Больше никого из хрущевского окружения не тронули, все остались при своих партийных регалиях, даже бывший главный редактор «Правды» Павел Алексеевич Сатюков. Твардовский, который присутствовал на пленуме, записал в дневнике: «Сатюков был как маслом облитый, ликовал: меня, мол, снять-то сняли, но не вывели».
Бывшего главного редактора «Правды» перевели в журнал «Агитатор» на небольшую должность, потом председатель Гостелерадио Сергей Георгиевич Лапин взял его к себе руководителем главной редакции научно-популярных и учебных программ.
Алексей Иванович Аджубей в сорок лет остался без работы. Его никуда не хотели брать, потом устроили в иллюстрированный журнал «Советский Союз». Печататься он мог только под псевдонимом. Сама фамилия хрущевского зятя была под запретом. В какой-то момент его вызвали в ЦК и сказали: надо вам вместе с женой перебраться в Благовещенск, работой обеспечим.
Рада Никитична написала письмо дочери Брежнева – Галине Леонидовне. Письмо дошло до адресата и возымело действие. Аджубея пригласил Константин Устинович Черненко, успокоил: все утрясется.
«Какая драматичная судьба! – писал Анатолий Друзенко, один из талантливых журналистов-известинцев. – Пять лет в „Известиях“ – беспрецедентное могущество, ничего невозможного, заслуженная слава, поклонение, зависть. Последующие двадцать пять (!) – забвение и безмолвие…»
На ноябрьском пленуме 1964 года Александр Николаевич Шелепин получил повышение, вошел в президиум ЦК. Его включили и в состав Главного военного совета при Совете обороны СССР, о чем в газетах в ту пору не писали.

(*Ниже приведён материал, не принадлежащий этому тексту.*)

//! Retry with exponential backoff for transient failures
//!
//! Network timeouts, throttling responses and a busy store are retried until
//! `max_wait` has elapsed. Any other error is returned immediately.

use std::future::Future;
use std::time::{Duration, Instant};

use rand::Rng;

use crate::error::ImportResult;

const INITIAL_BACKOFF_MS: u64 = 10;
const MAX_BACKOFF_MS: u64 = 1000;

/// Run `operation` until it succeeds, fails permanently, or `max_wait` runs out
///
/// # Arguments
/// * `operation_name` - Name for logging (e.g. "efetch", "commit 12345")
/// * `max_wait` - Total time budget for retries
/// * `operation` - Closure producing a fresh attempt each call
pub async fn retry_with_backoff<F, Fut, T>(operation_name: &str, max_wait: Duration, mut operation: F) -> ImportResult<T>
where
    F: FnMut() -> Fut,
    Fut: Future<Output = ImportResult<T>>,
{
    let start = Instant::now();
    let mut attempt = 0u32;
    let mut backoff_ms = INITIAL_BACKOFF_MS;

    loop {
        attempt += 1;
        if attempt > 1 {
            tracing::debug!(operation = operation_name, attempt, "Retrying operation");
        }

        match operation().await {
            Ok(result) => {
                if attempt > 1 {
                    tracing::debug!(
                        operation = operation_name,
                        attempt,
                        elapsed_ms = start.elapsed().as_millis() as u64,
                        "Operation succeeded after retry"
                    );
                }
                return Ok(result);
            }
            Err(err) if err.is_transient() => {
                let elapsed = start.elapsed();
                if elapsed >= max_wait {
                    tracing::error!(
                        operation = operation_name,
                        attempt,
                        elapsed_ms = elapsed.as_millis() as u64,
                        error = %err,
                        "Giving up after retries"
                    );
                    return Err(err);
                }

                // Up to 25% jitter so parallel chunks do not retry in lockstep
                let jitter = rand::thread_rng().gen_range(0..=backoff_ms / 4);
                let remaining = max_wait.saturating_sub(elapsed);
                let delay = Duration::from_millis(backoff_ms + jitter).min(remaining);

                tracing::warn!(
                    operation = operation_name,
                    attempt,
                    delay_ms = delay.as_millis() as u64,
                    error = %err,
                    "Transient failure, backing off"
                );
                tokio::time::sleep(delay).await;
                backoff_ms = (backoff_ms * 2).min(MAX_BACKOFF_MS);
            }
            Err(err) => return Err(err),
        }
    }
}
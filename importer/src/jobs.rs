//! Scheduled maintenance jobs
//!
//! Both jobs run through the same orchestrator as interactive imports: the
//! data refresh re-imports articles PubMed reports as modified, and the drop
//! check lists held articles PubMed no longer returns.

use chrono::{Duration, NaiveDate};
use shared::{job_error, job_info, logging, Batch, Disposition, FetchOutcome, ImportRequest, JobKind, SourceId};
use tokio_util::sync::CancellationToken;

use crate::core::reconcile::{reconcile, NOT_RETURNED};
use crate::error::{ImportError, ImportResult};
use crate::orchestrator::BatchOrchestrator;
use crate::traits::{ArticleRepository, JournalRegistry, RecordSource, StateLedger};

/// Comment carried by every data refresh batch
pub const REFRESH_COMMENT: &str = "BATCH REPLACEMENT OF UPDATED ARTICLES FROM PUBMED";

/// Identifiers per data refresh batch
pub const REFRESH_BATCH_SIZE: usize = 100;

/// Days PubMed modification dates are allowed to settle before we trust them
const MODIFICATION_LAG_DAYS: i64 = 7;

/// First day to query when no article carries a modification date yet
pub fn default_refresh_start() -> NaiveDate {
    NaiveDate::from_ymd_opt(2022, 1, 1).unwrap_or(NaiveDate::MIN)
}

/// Outcome of one data refresh run
#[derive(Debug, Default)]
pub struct RefreshReport {
    /// Human-readable progress, one line per step
    pub lines: Vec<String>,
    pub days_checked: usize,
    pub articles_marked: usize,
    pub batches: Vec<Batch>,
}

impl RefreshReport {
    fn line(&mut self, line: String) {
        job_info!(JobKind::current(), "{}", line);
        self.lines.push(line);
    }

    pub fn replaced(&self) -> usize {
        self.batches.iter().map(|b| b.ids_with(Disposition::Replaced).len()).sum()
    }

    pub fn render(&self) -> String {
        self.lines.join("\n")
    }
}

/// Held identifiers the source no longer returns
#[derive(Debug, Default, PartialEq)]
pub struct DropReport {
    pub checked: usize,
    pub missing: Vec<SourceId>,
    /// Identifiers that could not be checked, with the reason
    pub unchecked: Vec<(SourceId, String)>,
}

impl DropReport {
    pub fn render(&self) -> String {
        let mut lines = vec![format!(
            "Checked {} articles: {} no longer returned, {} could not be checked",
            self.checked,
            self.missing.len(),
            self.unchecked.len()
        )];
        lines.extend(self.missing.iter().map(|id| format!("  dropped {id}")));
        lines.extend(self.unchecked.iter().map(|(id, reason)| format!("  unchecked {id}: {reason}")));
        lines.join("\n")
    }
}

impl<S, R, L, J> BatchOrchestrator<S, R, L, J>
where
    S: RecordSource + 'static,
    R: ArticleRepository + 'static,
    L: StateLedger + 'static,
    J: JournalRegistry + 'static,
{
    /// Stamp upstream modification days, then re-import stale articles
    ///
    /// # Parameters
    /// - `today`: the run date; days later than a week before it are left for a later run
    /// - `cancel`: stops between days and between batches
    pub async fn refresh_stale(&self, today: NaiveDate, cancel: &CancellationToken) -> ImportResult<RefreshReport> {
        let mut report = RefreshReport::default();
        let start = self.repository.latest_modification().await?.unwrap_or_else(default_refresh_start);
        let end = today - Duration::days(MODIFICATION_LAG_DAYS);
        report.line(format!("Checking PubMed modifications from {start} through {end}"));

        let mut day = start;
        while day <= end && !cancel.is_cancelled() {
            match self.source.modified_on(day).await {
                Ok(ids) => {
                    let marked = self.repository.mark_modified(&ids, day).await?;
                    report.days_checked += 1;
                    report.articles_marked += marked;
                    report.line(format!("{day}: {} modified in PubMed, {marked} held articles marked", ids.len()));
                }
                Err(err) => {
                    job_error!(JobKind::current(), "❌ Modification search for {} failed: {}", day, err);
                    report.line(format!("{day}: modification search failed, stopping walk: {err}"));
                    break;
                }
            }
            let Some(next) = day.succ_opt() else {
                break;
            };
            day = next;
        }

        let stale = self.repository.stale_source_ids().await?;
        report.line(format!("{} articles need refreshing", stale.len()));

        for chunk in stale.chunks(REFRESH_BATCH_SIZE) {
            if cancel.is_cancelled() {
                report.line("Refresh cancelled".to_string());
                break;
            }
            let request = ImportRequest::data_refresh(chunk.to_vec(), REFRESH_COMMENT);
            let batch = self.process_with_cancel(request, cancel).await?;
            report.line(format!(
                "Batch {}: {} articles, {} replaced, {} errors",
                batch.id,
                batch.article_count,
                batch.ids_with(Disposition::Replaced).len(),
                batch.error_count()
            ));
            report.batches.push(batch);
        }

        report.line(format!("Refresh finished: {} articles replaced", report.replaced()));
        Ok(report)
    }

    /// Fetch every held identifier and report the ones the source dropped
    ///
    /// Nothing is deleted; the report is for an editor to act on.
    pub async fn find_drops(&self, cancel: &CancellationToken) -> ImportResult<DropReport> {
        let ids = self.repository.source_ids().await?;
        logging::log_progress(JobKind::current(), "Drop check", &format!("{} held articles to look up", ids.len()));

        let fetched = self.fetch_all(&ids, cancel).await;
        if cancel.is_cancelled() {
            return Err(ImportError::Cancelled { processed: fetched.len() });
        }

        let mut reconciled = reconcile(&ids, fetched);
        let mut report = DropReport { checked: ids.len(), ..DropReport::default() };
        for id in &ids {
            if let FetchOutcome::Failed(failure) = reconciled.take(id) {
                if failure.reason == NOT_RETURNED {
                    report.missing.push(failure.source_id);
                } else {
                    report.unchecked.push((failure.source_id, failure.reason));
                }
            }
        }

        job_info!(
            JobKind::current(),
            "✅ Drop check finished: {} missing, {} unchecked",
            report.missing.len(),
            report.unchecked.len()
        );
        Ok(report)
    }
}
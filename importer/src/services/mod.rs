//! Service implementations
//!
//! This module contains real implementations of the importer's service traits:
//! the PubMed E-utilities connector and the JSON-file article store.

pub mod pubmed;
pub mod pubmed_xml;
pub mod retry;
pub mod store;

#[cfg(test)]
mod tests;

// Re-export all service implementations
pub use pubmed::RealPubmedSource;
pub use retry::retry_with_backoff;
pub use store::{BoardRecord, JournalExclusion, JournalRecord, RealArticleStore};
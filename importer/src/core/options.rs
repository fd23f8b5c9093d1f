//! Request validation
//!
//! Turns a raw `ImportRequest` into checked `BatchOptions`. Every rule that can
//! reject a request lives here so that a bad request fails before any fetch or
//! write happens.

use std::collections::HashSet;

use shared::{
    BoardId, BoardDecision, Cycle, DecisionId, ImportRequest, ImportType, MeetingId, PlacementKind, PlainStatus,
    SourceId, StateValue, TagCode, TopicId, UserId,
};

use crate::error::{ImportError, ImportResult};

/// Board, topic and review cycle a topic import works against
#[derive(Debug, Clone, Copy, PartialEq, Eq)]
pub struct TopicTarget {
    pub board: BoardId,
    pub topic: TopicId,
    pub cycle: Cycle,
}

/// Checked fast-track destination
#[derive(Debug, Clone, Copy, PartialEq, Eq)]
pub enum Placement {
    Published,
    PassedBmReview,
    PassedFullReview,
    BoardManagerAction(PlainStatus),
    OnAgenda(MeetingId),
    FinalBoardDecision(DecisionId),
}

impl Placement {
    /// State recorded for this placement; decisions are dated to the review cycle
    pub fn state_value(self, cycle: Cycle) -> StateValue {
        match self {
            Placement::Published => StateValue::of(PlainStatus::PUBLISHED),
            Placement::PassedBmReview => StateValue::of(PlainStatus::PASSED_BM_REVIEW),
            Placement::PassedFullReview => StateValue::of(PlainStatus::PASSED_FULL_REVIEW),
            Placement::BoardManagerAction(status) => StateValue::Plain { status },
            Placement::OnAgenda(meeting) => StateValue::OnAgenda { meeting },
            Placement::FinalBoardDecision(decision) => StateValue::FinalBoardDecision {
                decision: BoardDecision { decision, meeting_date: cycle, discussed: false },
            },
        }
    }
}

#[derive(Debug, Clone, PartialEq, Eq)]
pub struct FastTrack {
    pub placement: Placement,
    pub comments: Option<String>,
}

/// Annotations an internal import puts on each article
#[derive(Debug, Clone, PartialEq, Eq, Default)]
pub struct InternalAnnotations {
    pub tags: Vec<String>,
    pub comment: Option<String>,
}

/// Validated batch options
#[derive(Debug, Clone, PartialEq, Eq)]
pub struct BatchOptions {
    pub import_type: ImportType,
    /// Requested identifiers, duplicates removed, first-seen order kept
    pub article_ids: Vec<SourceId>,
    pub target: Option<TopicTarget>,
    pub user: Option<UserId>,
    pub comment: Option<String>,
    pub mgr_comment: Option<String>,
    pub override_not_list: bool,
    pub fast_track: Option<FastTrack>,
    pub special_search: bool,
    pub core_journals_search: bool,
    pub hi_priority: bool,
    pub test_mode: bool,
    pub full_text: Option<String>,
    pub internal: Option<InternalAnnotations>,
}

impl BatchOptions {
    pub fn from_request(request: &ImportRequest) -> ImportResult<Self> {
        let import_type = request.effective_import_type();
        let article_ids = dedupe(&request.article_ids);
        if article_ids.is_empty() {
            return Err(ImportError::validation("No articles specified"));
        }

        let target = if import_type.needs_topic() {
            let topic = request
                .topic
                .ok_or_else(|| ImportError::validation(format!("Topic is required for {import_type} imports")))?;
            let board = request
                .board
                .ok_or_else(|| ImportError::validation("Board must be specified for topic-specific import"))?;
            let cycle = request
                .cycle
                .ok_or_else(|| ImportError::validation("Cycle must be specified for topic-specific import"))?;
            Some(TopicTarget { board, topic, cycle })
        } else {
            if request.topic.is_some() {
                return Err(ImportError::validation(format!("{import_type} imports do not take a topic")));
            }
            None
        };

        let wants_fast_track = request.fast_track || import_type == ImportType::FastTrack;
        let fast_track = match (&request.placement, wants_fast_track) {
            (Some(placement), true) => {
                if target.is_none() {
                    return Err(ImportError::validation("Fast-track imports require a topic"));
                }
                Some(FastTrack { placement: check_placement(placement)?, comments: clean(&placement.comments) })
            }
            (None, true) => return Err(ImportError::validation("Fast-track imports require a placement")),
            (Some(_), false) => {
                return Err(ImportError::validation("Placement given for an import that is not fast-tracked"))
            }
            (None, false) => None,
        };

        let full_text = clean(&request.full_text);
        if full_text.is_some() && article_ids.len() > 1 {
            return Err(ImportError::validation("A full-text document can only be attached to a single article"));
        }

        let internal_tags = dedupe_text(&request.internal_tags);
        let internal_comment = clean(&request.internal_comment);
        let internal = if import_type == ImportType::Internal {
            if internal_tags.is_empty() && internal_comment.is_none() {
                return Err(ImportError::validation("Internal imports require tags or a comment"));
            }
            Some(InternalAnnotations { tags: internal_tags, comment: internal_comment })
        } else {
            if !internal_tags.is_empty() || internal_comment.is_some() {
                return Err(ImportError::validation("Internal tags and comments are only accepted for internal imports"));
            }
            None
        };

        Ok(Self {
            import_type,
            article_ids,
            target,
            user: request.user,
            comment: clean(&request.import_comments),
            mgr_comment: clean(&request.mgr_comment),
            override_not_list: request.override_not_list,
            fast_track,
            special_search: request.special_search || import_type == ImportType::SpecialSearch,
            core_journals_search: request.core_journals_search,
            hi_priority: request.hi_priority,
            test_mode: request.test_mode,
            full_text,
            internal,
        })
    }

    /// Tags attached to each new article/topic pairing, once per batch
    pub fn tags(&self) -> Vec<TagCode> {
        let mut tags = Vec::new();
        if self.special_search {
            tags.push(TagCode::SpecialSearch);
        }
        if self.core_journals_search {
            tags.push(TagCode::CoreJournals);
        }
        if self.hi_priority {
            tags.push(TagCode::HighPriority);
        }
        if self.fast_track.is_some() {
            tags.push(TagCode::FastTrack);
        }
        tags
    }
}

fn check_placement(request: &shared::PlacementRequest) -> ImportResult<Placement> {
    let placement = match request.placement {
        PlacementKind::Published => Placement::Published,
        PlacementKind::PassedBmReview => Placement::PassedBmReview,
        PlacementKind::PassedFullReview => Placement::PassedFullReview,
        PlacementKind::Bma => {
            let code = request
                .bma_disposition
                .ok_or_else(|| ImportError::validation("Board manager action placement requires a disposition"))?;
            if !code.is_board_manager_action() {
                return Err(ImportError::validation(format!("{code} is not a board manager action")));
            }
            Placement::BoardManagerAction(PlainStatus::new(code)?)
        }
        PlacementKind::OnAgenda => {
            let meeting = request
                .meeting
                .ok_or_else(|| ImportError::validation("Meeting is required for on-agenda placement"))?;
            Placement::OnAgenda(meeting)
        }
        PlacementKind::FinalBoardDecision => {
            let decision = request
                .decision
                .ok_or_else(|| ImportError::validation("Decision is required for final board decision placement"))?;
            Placement::FinalBoardDecision(decision)
        }
    };
    Ok(placement)
}

fn dedupe(ids: &[SourceId]) -> Vec<SourceId> {
    let mut seen = HashSet::new();
    ids.iter().filter(|id| seen.insert((*id).clone())).cloned().collect()
}

fn dedupe_text(values: &[String]) -> Vec<String> {
    let mut seen = HashSet::new();
    values
        .iter()
        .map(|v| v.trim())
        .filter(|v| !v.is_empty() && seen.insert(v.to_string()))
        .map(str::to_string)
        .collect()
}

fn clean(value: &Option<String>) -> Option<String> {
    value.as_deref().map(str::trim).filter(|v| !v.is_empty()).map(str::to_string)
}
//! Contracts exchanged with the importer's collaborators
//!
//! `request` is what callers hand to the batch orchestrator; `record` is what
//! a bibliographic source returns for each requested identifier.

pub mod record;
pub mod request;

pub use record::*;
pub use request::*;
use crate::{geo::Coord, property::Property};
use rustc_hash::FxHashSet;
use serde::Serialize;

/**
 * The span of advertised prices across the members of a cluster.
 *
 * Members without a numeric price (contact-agent listings, ranges with no ends) do not
 * participate. When no member has a numeric price, both bounds are 0.0, which the marker
 * renderer shows as "price on application".
 */
#[derive(Debug, Clone, Copy, PartialEq, Serialize)]
pub struct PriceRange {
    /// The lowest representative price among the members.
    pub min: f64,
    /// The highest representative price among the members.
    pub max: f64,
}

/**
 * The aggregate properties of a group of spatially close listings.
 */
#[derive(Debug, Clone, PartialEq, Serialize)]
pub struct PropertyCluster {
    /// Identifier for this cluster, derived from the listing that seeded the group.
    pub id: String,
    /// Arithmetic mean of the member coordinates.
    pub centroid: Coord,
    /// The member listings, in the order they appeared in the visible set.
    pub properties: Vec<Property>,
    /// The number of member listings.
    pub count: usize,
    /// Price span across the members.
    pub price_range: PriceRange,
}

impl PropertyCluster {
    /**
     * Group visible listings into clusters.
     *
     * A single greedy pass in input order: each not-yet-grouped listing seeds a group, and every
     * other ungrouped listing within `threshold` degrees of the seed joins it. Groups below
     * `min_cluster_size` are not emitted; their members stay standalone for individual-marker
     * rendering. Grouping is deliberately order-dependent so the same input always produces the
     * same clusters across re-renders.
     *
     * The scan is O(n^2) in the visible count, which the viewport keeps small.
     *
     * #Arguments
     * * visible - the listings currently in the viewport. Entries without a coordinate are
     *   skipped.
     * * threshold - the grouping distance in degrees.
     * * min_cluster_size - the smallest group worth drawing as an aggregate marker.
     *
     * #Returns
     * The clusters, in seed order. Every member belongs to exactly one group.
     */
    pub fn group_visible(
        visible: &[Property],
        threshold: f64,
        min_cluster_size: usize,
    ) -> Vec<Self> {
        let mut clusters: Vec<Self> = vec![];
        let mut processed: FxHashSet<usize> = FxHashSet::default();

        for i in 0..visible.len() {
            if processed.contains(&i) {
                continue;
            }

            let seed_coord = match visible[i].coord() {
                Some(coord) => coord,
                None => continue,
            };

            processed.insert(i);
            let mut members = vec![visible[i].clone()];

            for j in (i + 1)..visible.len() {
                if processed.contains(&j) {
                    continue;
                }

                let candidate_coord = match visible[j].coord() {
                    Some(coord) => coord,
                    None => continue,
                };

                if crate::geo::planar_distance(seed_coord, candidate_coord) <= threshold {
                    processed.insert(j);
                    members.push(visible[j].clone());
                }
            }

            // Sub-minimum groups stay consumed so a member can never end up in two groups, even
            // with a configured minimum above two.
            if members.len() >= min_cluster_size {
                clusters.push(Self::from_members(members));
            }
        }

        clusters
    }

    /**
     * Aggregate a non-empty group of located listings into a cluster.
     *
     * The first member is the seed and lends the cluster its identifier.
     */
    fn from_members(members: Vec<Property>) -> Self {
        let id = format!("cluster-{}", members[0].id);

        let mut centroid = Coord { lat: 0.0, lon: 0.0 };
        for coord in members.iter().filter_map(Property::coord) {
            centroid.lat += coord.lat;
            centroid.lon += coord.lon;
        }
        centroid.lat /= members.len() as f64;
        centroid.lon /= members.len() as f64;

        let price_range = PriceRange::spanning(&members);
        let count = members.len();

        PropertyCluster {
            id,
            centroid,
            properties: members,
            count,
            price_range,
        }
    }
}

impl PriceRange {
    /**
     * The min/max of the representative prices of the given listings, skipping the ones without
     * a numeric price.
     */
    pub fn spanning(members: &[Property]) -> Self {
        let mut range: Option<PriceRange> = None;

        for price in members
            .iter()
            .map(|p| p.price.representative())
            .filter(|&price| price > 0.0)
        {
            range = Some(match range {
                Some(r) => PriceRange {
                    min: r.min.min(price),
                    max: r.max.max(price),
                },
                None => PriceRange {
                    min: price,
                    max: price,
                },
            });
        }

        range.unwrap_or(PriceRange { min: 0.0, max: 0.0 })
    }
}
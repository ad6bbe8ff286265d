/*!
 * The property listings consumed by the map engine.
 *
 * Listings are fetched and cached by the application's data layer and handed to the engine
 * read-only. The types here mirror the payload shape of that layer, so a listing deserializes
 * directly from the backend response.
 */

use crate::geo::Coord;
use serde::{Deserialize, Serialize};

/**
 * The advertised price of a listing.
 *
 * Listings are advertised with a fixed amount, a range, or no numeric price at all
 * ("contact agent").
 */
#[derive(Debug, Clone, Copy, PartialEq, Serialize, Deserialize)]
#[serde(tag = "type", rename_all = "lowercase")]
pub enum Price {
    /// A single advertised amount.
    Fixed {
        /// The advertised amount in the listing currency.
        amount: f64,
    },
    /// An advertised range, either end of which may be missing.
    Range {
        #[serde(default, rename = "minAmount")]
        min_amount: Option<f64>,
        #[serde(default, rename = "maxAmount")]
        max_amount: Option<f64>,
    },
    /// No numeric price was advertised.
    Contact,
}

impl Price {
    /**
     * The single number used when aggregating prices across a group of listings.
     *
     * A range is represented by its low end, falling back to its high end if the low end is
     * missing. Contact-agent listings, and ranges with neither end present, come out as 0.0,
     * which aggregation treats as "no numeric price" and skips.
     */
    pub fn representative(&self) -> f64 {
        use Price::*;

        match *self {
            Fixed { amount } => amount,
            Range {
                min_amount,
                max_amount,
            } => min_amount.or(max_amount).unwrap_or(0.0),
            Contact => 0.0,
        }
    }
}

/**
 * The geographic position of a listing as supplied by the backend.
 *
 * Both fields are optional in the payload. A listing is only mappable when both are present.
 */
#[derive(Debug, Clone, Copy, PartialEq, Default, Serialize, Deserialize)]
pub struct Location {
    #[serde(default)]
    pub latitude: Option<f64>,
    #[serde(default)]
    pub longitude: Option<f64>,
}

/**
 * A single property listing.
 */
#[derive(Debug, Clone, PartialEq, Serialize, Deserialize)]
pub struct Property {
    /// The backend document id for this listing.
    pub id: String,
    /// Where the listing is, if the backend knows.
    #[serde(default)]
    pub location: Option<Location>,
    /// The advertised price.
    pub price: Price,
}

impl Property {
    /**
     * The map coordinate for this listing.
     *
     * #Returns
     * None unless the listing has both a latitude and a longitude. Listings without a usable
     * coordinate cannot be placed on the map and are excluded from filtering and clustering.
     */
    pub fn coord(&self) -> Option<Coord> {
        let location = self.location?;

        match (location.latitude, location.longitude) {
            (Some(lat), Some(lon)) => Some(Coord { lat, lon }),
            _ => None,
        }
    }
}

#[cfg(test)]
mod test {
    use super::*;

    fn listing(id: &str, lat: f64, lon: f64, price: Price) -> Property {
        Property {
            id: id.to_string(),
            location: Some(Location {
                latitude: Some(lat),
                longitude: Some(lon),
            }),
            price,
        }
    }

    #[test]
    fn test_representative_price() {
        assert_eq!(Price::Fixed { amount: 750_000.0 }.representative(), 750_000.0);

        let full_range = Price::Range {
            min_amount: Some(600_000.0),
            max_amount: Some(660_000.0),
        };
        assert_eq!(full_range.representative(), 600_000.0);

        let high_only = Price::Range {
            min_amount: None,
            max_amount: Some(660_000.0),
        };
        assert_eq!(high_only.representative(), 660_000.0);

        let empty_range = Price::Range {
            min_amount: None,
            max_amount: None,
        };
        assert_eq!(empty_range.representative(), 0.0);

        assert_eq!(Price::Contact.representative(), 0.0);
    }

    #[test]
    fn test_coord_requires_both_axes() {
        let full = listing("a", -33.87, 151.21, Price::Contact);
        assert_eq!(
            full.coord(),
            Some(Coord {
                lat: -33.87,
                lon: 151.21
            })
        );

        let missing_lon = Property {
            id: "b".to_string(),
            location: Some(Location {
                latitude: Some(-33.87),
                longitude: None,
            }),
            price: Price::Contact,
        };
        assert!(missing_lon.coord().is_none());

        let no_location = Property {
            id: "c".to_string(),
            location: None,
            price: Price::Contact,
        };
        assert!(no_location.coord().is_none());
    }

    #[test]
    fn test_deserialize_backend_payload() {
        let json = r#"
            [
                {"id": "p1", "location": {"latitude": -33.87, "longitude": 151.21},
                 "price": {"type": "fixed", "amount": 1250000}},
                {"id": "p2", "location": {"latitude": -33.88},
                 "price": {"type": "range", "minAmount": 900000, "maxAmount": 950000}},
                {"id": "p3", "price": {"type": "contact"}}
            ]
        "#;

        let listings: Vec<Property> = serde_json::from_str(json).unwrap();

        assert_eq!(listings.len(), 3);
        assert!(listings[0].coord().is_some());
        assert!(listings[1].coord().is_none());
        assert!(listings[2].location.is_none());
        assert_eq!(listings[1].price.representative(), 900_000.0);
        assert_eq!(listings[2].price.representative(), 0.0);
    }
}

Само существование Совета обороны было секретом. Теперь Шелепин уже официально воспринимался как один из руководителей страны. В реальности – и это станет ясно очень быстро – его влияние определялось особым расположением к нему Хрущева. После его ухода положение Шелепина стало шатким, несмотря на членство в президиуме (политбюро) ЦК.